Saved data entries:

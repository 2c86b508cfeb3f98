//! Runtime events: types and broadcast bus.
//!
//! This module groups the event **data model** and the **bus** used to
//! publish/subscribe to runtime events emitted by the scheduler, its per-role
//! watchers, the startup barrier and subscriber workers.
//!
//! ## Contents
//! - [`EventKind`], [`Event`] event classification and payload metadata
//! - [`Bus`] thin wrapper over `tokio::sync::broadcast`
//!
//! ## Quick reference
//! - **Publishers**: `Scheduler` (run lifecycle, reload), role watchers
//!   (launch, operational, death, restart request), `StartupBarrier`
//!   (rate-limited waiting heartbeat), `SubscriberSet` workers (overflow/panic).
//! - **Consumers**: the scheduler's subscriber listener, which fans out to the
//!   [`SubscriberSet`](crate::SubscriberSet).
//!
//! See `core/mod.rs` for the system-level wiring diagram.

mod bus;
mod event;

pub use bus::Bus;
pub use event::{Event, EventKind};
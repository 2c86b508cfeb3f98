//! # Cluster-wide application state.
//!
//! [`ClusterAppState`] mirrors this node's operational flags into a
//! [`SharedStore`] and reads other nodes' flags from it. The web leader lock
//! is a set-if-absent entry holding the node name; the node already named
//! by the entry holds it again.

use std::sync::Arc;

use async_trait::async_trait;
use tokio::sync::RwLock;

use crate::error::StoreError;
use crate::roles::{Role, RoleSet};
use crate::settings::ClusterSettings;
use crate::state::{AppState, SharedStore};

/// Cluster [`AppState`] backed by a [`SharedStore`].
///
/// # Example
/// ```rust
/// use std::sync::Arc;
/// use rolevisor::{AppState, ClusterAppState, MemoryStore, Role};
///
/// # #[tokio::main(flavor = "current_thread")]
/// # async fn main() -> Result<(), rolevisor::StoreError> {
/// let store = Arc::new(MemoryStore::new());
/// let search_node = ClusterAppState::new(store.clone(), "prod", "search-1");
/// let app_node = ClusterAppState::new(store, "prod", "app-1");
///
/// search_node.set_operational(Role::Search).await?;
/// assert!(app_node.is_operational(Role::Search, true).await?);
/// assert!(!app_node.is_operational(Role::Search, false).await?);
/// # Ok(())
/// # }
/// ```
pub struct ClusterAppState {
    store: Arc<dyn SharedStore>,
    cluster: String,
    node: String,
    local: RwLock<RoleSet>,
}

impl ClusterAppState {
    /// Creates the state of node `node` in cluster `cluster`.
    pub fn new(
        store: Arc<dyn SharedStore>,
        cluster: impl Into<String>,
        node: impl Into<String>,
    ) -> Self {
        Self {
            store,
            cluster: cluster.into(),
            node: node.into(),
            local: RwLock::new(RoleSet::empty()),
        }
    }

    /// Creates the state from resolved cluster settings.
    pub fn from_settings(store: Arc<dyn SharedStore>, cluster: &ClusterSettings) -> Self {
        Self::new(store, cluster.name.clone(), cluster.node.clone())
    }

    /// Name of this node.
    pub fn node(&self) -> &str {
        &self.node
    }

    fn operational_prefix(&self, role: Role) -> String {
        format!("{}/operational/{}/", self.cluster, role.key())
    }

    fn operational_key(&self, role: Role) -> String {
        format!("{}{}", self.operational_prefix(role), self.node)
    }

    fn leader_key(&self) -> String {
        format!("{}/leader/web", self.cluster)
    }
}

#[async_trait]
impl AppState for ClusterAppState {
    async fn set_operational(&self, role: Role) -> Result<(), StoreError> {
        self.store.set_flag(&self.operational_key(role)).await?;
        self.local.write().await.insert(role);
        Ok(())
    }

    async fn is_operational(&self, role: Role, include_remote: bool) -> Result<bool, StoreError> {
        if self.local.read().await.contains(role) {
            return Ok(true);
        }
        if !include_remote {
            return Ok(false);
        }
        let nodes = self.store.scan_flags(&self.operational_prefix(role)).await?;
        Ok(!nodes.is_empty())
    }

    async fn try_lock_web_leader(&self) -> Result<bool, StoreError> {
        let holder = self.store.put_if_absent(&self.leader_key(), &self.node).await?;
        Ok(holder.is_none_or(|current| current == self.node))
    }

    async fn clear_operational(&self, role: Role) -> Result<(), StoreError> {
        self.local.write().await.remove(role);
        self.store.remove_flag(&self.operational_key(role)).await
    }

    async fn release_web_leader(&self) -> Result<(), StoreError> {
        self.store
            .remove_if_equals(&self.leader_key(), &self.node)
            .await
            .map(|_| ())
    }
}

## TASK BRIEF
In the records above, how many lines include the string "Result"? Answer with only the number.

## EXERCISE SOLUTION
6